##### Records supplied

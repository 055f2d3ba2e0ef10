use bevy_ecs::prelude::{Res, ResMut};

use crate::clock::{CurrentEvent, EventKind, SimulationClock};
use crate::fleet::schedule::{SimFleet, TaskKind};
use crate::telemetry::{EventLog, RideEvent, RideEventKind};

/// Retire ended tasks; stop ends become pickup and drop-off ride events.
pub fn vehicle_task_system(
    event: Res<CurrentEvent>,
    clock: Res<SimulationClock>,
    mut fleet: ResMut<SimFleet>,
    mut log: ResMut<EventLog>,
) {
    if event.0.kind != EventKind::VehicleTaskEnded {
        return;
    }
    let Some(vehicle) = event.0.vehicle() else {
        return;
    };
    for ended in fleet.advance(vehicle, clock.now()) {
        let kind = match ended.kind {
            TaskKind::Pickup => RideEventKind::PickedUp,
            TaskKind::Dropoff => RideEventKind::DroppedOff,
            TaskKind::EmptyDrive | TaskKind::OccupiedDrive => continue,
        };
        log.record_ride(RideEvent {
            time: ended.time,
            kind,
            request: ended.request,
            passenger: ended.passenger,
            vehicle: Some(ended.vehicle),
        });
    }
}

##########
##### Records supplied

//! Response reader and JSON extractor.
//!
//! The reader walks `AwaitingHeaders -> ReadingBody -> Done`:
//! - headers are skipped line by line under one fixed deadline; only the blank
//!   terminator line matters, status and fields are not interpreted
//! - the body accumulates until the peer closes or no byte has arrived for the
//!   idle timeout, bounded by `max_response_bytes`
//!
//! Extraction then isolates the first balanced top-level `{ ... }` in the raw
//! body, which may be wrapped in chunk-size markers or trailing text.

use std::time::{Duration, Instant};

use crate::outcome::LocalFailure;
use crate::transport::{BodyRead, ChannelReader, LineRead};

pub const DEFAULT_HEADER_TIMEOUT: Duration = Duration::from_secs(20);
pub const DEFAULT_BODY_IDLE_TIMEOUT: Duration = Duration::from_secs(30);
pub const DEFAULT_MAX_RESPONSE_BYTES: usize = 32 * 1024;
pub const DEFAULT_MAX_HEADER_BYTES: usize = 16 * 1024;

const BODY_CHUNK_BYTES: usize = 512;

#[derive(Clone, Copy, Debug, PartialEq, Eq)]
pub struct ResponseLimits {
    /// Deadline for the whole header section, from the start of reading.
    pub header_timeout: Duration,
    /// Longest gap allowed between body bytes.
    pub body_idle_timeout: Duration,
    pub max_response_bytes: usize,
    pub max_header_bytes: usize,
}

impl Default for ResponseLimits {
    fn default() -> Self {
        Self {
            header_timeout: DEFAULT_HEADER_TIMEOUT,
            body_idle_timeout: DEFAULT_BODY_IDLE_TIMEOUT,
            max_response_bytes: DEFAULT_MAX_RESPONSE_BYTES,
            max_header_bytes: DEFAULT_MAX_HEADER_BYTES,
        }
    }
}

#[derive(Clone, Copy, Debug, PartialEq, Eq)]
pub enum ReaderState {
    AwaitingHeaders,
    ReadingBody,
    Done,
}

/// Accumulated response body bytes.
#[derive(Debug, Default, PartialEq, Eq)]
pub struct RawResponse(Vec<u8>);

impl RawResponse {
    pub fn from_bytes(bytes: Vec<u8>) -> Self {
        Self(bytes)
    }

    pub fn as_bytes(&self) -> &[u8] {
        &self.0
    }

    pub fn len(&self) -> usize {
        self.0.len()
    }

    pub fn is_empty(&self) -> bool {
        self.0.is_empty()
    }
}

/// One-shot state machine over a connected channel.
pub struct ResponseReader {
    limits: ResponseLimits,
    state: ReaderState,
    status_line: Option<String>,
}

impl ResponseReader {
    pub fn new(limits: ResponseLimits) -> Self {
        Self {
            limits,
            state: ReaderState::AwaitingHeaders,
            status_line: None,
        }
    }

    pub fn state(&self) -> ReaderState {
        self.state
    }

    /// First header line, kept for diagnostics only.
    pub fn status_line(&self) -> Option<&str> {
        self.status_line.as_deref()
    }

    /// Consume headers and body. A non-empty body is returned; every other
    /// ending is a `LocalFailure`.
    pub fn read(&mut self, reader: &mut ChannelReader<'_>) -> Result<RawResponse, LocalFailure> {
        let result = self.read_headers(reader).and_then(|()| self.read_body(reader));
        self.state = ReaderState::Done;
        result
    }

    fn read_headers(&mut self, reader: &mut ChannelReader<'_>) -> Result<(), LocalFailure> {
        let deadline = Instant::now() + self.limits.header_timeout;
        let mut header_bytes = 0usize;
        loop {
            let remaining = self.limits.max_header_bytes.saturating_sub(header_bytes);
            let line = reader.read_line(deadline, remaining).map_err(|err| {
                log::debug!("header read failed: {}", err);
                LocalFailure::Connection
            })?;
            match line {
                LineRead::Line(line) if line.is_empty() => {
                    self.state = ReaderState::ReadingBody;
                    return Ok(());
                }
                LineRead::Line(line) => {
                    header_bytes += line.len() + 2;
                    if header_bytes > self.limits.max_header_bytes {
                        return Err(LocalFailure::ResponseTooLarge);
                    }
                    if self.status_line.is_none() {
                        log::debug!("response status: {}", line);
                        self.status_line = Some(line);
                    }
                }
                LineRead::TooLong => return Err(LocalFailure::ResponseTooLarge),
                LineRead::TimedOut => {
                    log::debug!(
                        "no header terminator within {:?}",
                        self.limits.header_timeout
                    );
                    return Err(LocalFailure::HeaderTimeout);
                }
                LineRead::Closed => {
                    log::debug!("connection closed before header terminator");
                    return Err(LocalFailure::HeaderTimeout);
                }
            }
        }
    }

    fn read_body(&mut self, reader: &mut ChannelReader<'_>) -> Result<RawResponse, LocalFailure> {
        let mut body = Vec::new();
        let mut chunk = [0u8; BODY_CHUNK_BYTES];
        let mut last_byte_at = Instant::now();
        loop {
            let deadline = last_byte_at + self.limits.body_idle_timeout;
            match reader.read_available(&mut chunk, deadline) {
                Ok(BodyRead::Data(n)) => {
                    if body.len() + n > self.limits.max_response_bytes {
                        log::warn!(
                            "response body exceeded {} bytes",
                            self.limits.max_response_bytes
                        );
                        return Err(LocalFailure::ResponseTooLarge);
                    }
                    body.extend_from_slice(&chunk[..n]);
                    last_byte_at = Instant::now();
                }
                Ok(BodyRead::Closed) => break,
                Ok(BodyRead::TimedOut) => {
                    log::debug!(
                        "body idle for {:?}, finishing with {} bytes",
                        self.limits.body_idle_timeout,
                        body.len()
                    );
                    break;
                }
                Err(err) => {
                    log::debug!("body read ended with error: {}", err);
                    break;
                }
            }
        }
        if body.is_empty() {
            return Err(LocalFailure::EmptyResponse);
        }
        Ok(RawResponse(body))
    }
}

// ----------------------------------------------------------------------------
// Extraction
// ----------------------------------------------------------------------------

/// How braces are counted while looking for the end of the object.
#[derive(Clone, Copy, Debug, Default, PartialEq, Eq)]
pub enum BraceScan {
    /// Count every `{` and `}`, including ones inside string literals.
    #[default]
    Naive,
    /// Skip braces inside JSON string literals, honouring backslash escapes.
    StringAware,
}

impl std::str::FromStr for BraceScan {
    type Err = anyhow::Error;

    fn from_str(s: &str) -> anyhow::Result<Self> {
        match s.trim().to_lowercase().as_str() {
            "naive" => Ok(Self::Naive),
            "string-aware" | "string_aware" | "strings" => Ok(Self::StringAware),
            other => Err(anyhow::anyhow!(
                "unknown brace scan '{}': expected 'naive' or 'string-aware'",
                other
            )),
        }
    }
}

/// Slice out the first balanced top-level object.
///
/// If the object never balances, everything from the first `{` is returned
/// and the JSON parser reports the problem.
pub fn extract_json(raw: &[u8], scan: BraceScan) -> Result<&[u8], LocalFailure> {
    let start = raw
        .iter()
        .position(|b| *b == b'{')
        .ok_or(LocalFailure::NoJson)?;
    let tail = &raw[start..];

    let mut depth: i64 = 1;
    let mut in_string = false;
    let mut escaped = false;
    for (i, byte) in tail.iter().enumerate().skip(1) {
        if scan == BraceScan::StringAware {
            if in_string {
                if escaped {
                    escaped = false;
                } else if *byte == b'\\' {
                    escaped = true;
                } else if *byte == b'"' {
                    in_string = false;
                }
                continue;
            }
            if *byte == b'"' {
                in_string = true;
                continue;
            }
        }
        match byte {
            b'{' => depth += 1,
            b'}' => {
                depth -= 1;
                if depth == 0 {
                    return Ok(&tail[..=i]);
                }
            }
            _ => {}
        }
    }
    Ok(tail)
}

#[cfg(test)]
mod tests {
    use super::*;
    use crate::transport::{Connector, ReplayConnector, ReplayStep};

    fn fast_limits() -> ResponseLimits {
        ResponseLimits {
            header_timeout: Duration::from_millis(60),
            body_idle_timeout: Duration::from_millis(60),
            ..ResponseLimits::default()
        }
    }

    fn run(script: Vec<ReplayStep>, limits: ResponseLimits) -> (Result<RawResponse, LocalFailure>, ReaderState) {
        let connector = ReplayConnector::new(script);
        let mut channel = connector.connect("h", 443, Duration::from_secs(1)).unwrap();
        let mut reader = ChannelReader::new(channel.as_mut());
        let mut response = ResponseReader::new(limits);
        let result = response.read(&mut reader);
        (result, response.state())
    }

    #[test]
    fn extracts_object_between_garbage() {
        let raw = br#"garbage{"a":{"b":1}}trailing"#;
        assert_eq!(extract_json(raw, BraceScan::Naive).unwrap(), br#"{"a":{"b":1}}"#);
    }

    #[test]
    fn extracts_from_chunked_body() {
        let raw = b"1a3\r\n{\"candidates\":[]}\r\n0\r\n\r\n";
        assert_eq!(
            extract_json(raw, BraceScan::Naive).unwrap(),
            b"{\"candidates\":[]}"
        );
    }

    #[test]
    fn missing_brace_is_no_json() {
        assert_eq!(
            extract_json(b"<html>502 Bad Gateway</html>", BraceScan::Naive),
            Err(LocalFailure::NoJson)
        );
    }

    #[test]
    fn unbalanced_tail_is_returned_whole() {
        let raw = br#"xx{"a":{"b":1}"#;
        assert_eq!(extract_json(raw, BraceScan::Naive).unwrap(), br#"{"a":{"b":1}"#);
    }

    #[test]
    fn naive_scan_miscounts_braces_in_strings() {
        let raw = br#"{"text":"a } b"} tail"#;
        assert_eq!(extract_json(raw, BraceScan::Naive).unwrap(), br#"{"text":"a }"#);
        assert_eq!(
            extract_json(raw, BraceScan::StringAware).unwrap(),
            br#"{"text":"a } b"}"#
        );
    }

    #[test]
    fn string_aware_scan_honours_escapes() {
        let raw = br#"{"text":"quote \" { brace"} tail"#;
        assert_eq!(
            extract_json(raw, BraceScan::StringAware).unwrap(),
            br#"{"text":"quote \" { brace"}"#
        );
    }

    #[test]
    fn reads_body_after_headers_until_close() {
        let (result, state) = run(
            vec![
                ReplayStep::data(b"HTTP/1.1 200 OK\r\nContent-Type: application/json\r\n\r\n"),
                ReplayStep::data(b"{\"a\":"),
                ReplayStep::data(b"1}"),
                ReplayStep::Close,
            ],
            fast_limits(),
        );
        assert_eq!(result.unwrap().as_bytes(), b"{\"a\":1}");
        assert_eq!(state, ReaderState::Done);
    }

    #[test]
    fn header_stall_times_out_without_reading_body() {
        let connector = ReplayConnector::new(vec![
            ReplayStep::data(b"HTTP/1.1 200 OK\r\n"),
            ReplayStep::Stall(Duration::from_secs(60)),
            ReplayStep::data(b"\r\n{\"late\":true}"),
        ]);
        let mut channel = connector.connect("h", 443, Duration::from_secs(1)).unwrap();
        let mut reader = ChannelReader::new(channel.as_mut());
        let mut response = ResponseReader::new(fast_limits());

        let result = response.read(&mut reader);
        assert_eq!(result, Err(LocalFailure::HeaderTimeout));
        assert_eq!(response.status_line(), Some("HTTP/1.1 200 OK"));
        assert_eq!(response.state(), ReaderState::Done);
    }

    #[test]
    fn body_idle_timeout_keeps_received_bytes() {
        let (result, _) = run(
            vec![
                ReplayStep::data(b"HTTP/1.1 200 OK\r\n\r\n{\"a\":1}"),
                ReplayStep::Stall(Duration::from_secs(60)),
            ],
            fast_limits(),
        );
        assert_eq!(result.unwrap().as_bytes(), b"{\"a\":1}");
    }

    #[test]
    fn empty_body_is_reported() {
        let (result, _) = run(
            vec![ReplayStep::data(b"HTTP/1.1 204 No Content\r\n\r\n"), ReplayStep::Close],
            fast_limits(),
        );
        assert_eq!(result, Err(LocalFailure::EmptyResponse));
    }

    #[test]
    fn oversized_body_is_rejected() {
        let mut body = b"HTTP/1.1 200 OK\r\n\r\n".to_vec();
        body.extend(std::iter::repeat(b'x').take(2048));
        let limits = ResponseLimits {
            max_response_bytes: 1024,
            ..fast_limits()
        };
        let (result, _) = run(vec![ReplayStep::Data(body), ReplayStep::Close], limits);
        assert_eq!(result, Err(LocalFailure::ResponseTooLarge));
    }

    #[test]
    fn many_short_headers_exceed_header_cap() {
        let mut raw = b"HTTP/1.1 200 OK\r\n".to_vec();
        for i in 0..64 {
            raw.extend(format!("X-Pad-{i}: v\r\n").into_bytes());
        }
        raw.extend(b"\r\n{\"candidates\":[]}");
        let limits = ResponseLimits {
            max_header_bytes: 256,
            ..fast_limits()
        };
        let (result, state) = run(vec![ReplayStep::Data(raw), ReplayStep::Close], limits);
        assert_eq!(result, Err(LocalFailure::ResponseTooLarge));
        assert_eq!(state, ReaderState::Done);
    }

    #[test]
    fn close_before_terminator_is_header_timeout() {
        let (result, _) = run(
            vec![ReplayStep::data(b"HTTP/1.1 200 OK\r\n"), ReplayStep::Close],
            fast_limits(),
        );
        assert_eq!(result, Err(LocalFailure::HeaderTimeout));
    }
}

##########

_Exercise objective:_ Lines that include the word "start" — how many are there in the data? Answer with the number alone.

_Task result:_ 3